§ Task description: If a line in the records below contains the word "bool", return that line.

§ Given data:
================================
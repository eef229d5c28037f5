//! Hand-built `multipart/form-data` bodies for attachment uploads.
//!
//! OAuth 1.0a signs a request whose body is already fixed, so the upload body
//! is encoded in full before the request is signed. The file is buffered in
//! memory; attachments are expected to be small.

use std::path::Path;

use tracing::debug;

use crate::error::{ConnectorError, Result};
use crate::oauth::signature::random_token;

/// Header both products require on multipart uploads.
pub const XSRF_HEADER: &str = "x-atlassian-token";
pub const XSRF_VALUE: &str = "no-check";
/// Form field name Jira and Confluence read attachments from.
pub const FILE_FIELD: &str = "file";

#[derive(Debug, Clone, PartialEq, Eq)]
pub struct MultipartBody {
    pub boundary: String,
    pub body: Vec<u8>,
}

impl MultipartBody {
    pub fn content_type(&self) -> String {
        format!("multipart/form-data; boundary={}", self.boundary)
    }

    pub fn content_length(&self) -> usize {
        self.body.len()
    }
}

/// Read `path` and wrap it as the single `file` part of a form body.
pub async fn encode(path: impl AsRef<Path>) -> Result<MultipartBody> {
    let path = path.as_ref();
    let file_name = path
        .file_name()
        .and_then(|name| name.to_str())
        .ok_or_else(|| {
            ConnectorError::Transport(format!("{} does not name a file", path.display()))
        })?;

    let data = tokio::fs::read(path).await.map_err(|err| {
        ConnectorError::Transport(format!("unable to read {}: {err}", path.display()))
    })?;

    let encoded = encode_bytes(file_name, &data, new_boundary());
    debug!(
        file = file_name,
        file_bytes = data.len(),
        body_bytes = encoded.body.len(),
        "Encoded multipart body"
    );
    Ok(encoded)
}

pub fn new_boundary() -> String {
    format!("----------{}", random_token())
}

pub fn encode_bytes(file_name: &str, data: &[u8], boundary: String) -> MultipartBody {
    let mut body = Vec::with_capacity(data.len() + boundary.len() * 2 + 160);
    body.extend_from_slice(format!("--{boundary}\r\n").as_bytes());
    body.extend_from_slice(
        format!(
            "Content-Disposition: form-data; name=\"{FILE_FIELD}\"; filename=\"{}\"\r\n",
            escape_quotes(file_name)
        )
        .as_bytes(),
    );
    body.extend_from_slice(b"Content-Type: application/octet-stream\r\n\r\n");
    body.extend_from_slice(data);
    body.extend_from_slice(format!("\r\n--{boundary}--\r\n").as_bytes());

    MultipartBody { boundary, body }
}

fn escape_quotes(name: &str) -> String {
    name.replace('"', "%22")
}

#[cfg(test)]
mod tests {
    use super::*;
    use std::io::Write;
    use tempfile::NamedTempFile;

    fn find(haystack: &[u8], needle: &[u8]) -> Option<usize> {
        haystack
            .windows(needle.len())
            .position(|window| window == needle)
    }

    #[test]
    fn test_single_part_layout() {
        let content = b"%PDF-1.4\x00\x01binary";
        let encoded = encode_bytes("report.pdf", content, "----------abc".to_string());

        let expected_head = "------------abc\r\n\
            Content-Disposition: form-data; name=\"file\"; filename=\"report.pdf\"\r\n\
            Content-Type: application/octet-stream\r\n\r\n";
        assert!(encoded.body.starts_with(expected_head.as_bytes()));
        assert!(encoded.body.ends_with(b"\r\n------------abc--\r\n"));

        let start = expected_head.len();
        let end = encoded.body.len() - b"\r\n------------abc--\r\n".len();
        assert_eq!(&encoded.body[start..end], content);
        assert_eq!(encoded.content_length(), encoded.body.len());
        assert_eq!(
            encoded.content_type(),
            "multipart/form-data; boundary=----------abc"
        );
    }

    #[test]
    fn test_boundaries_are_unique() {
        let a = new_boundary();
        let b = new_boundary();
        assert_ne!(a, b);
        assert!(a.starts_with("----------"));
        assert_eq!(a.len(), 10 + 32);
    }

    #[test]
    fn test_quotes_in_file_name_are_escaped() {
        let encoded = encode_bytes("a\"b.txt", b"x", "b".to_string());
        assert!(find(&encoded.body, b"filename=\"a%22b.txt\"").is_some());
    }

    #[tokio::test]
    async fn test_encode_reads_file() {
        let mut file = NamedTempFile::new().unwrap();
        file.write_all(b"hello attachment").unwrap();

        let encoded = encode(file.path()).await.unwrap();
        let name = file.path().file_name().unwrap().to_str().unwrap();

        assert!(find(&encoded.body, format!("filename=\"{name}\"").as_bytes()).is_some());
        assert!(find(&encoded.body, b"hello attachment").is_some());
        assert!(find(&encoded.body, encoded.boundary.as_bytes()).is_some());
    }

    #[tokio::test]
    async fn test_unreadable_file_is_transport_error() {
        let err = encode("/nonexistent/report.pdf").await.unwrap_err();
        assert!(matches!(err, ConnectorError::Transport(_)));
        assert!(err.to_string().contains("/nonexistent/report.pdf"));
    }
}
================================
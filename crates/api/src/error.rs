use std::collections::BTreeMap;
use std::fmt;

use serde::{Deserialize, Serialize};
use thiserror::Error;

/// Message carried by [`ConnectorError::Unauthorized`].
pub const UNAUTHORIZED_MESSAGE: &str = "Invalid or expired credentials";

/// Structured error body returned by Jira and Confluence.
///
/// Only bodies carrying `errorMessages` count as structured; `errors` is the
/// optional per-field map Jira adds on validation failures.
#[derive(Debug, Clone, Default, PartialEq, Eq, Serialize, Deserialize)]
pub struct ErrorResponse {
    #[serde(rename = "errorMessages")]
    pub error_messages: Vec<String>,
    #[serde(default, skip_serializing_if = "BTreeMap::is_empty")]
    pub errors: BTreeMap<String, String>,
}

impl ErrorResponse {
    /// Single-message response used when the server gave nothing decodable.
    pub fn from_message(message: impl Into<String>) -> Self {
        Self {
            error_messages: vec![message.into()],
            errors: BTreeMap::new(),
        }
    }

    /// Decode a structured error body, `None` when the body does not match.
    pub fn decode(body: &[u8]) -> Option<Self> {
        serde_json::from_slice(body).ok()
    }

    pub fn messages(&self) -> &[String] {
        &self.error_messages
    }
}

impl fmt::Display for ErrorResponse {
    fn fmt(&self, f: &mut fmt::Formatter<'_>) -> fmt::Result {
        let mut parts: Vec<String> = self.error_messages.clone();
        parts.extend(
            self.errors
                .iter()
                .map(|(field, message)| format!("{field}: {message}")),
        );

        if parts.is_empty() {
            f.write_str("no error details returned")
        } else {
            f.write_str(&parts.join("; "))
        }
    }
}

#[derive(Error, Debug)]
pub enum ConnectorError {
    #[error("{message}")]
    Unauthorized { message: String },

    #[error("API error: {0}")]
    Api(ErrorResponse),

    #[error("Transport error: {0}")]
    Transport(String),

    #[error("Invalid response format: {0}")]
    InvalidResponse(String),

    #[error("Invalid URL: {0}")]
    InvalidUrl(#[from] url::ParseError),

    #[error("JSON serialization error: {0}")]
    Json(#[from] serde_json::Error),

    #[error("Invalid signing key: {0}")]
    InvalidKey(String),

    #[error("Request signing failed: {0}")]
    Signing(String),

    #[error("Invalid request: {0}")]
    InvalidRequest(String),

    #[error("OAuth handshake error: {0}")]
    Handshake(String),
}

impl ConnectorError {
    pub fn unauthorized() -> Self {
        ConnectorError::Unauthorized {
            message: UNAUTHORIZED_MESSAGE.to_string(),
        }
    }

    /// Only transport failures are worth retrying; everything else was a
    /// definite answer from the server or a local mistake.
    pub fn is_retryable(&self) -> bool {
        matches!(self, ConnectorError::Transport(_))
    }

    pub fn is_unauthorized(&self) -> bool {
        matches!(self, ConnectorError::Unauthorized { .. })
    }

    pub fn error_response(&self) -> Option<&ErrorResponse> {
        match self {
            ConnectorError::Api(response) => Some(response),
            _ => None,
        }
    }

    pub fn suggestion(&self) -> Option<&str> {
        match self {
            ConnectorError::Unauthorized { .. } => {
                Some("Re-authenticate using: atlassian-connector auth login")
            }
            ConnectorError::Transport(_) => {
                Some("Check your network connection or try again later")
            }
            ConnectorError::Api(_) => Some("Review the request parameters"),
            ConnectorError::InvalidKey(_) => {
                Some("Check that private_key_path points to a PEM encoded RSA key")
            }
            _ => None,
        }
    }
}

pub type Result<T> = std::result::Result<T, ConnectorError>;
================================
§ Solution for this problem:
    pub fn is_retryable(&self) -> bool {
    pub fn is_unauthorized(&self) -> bool {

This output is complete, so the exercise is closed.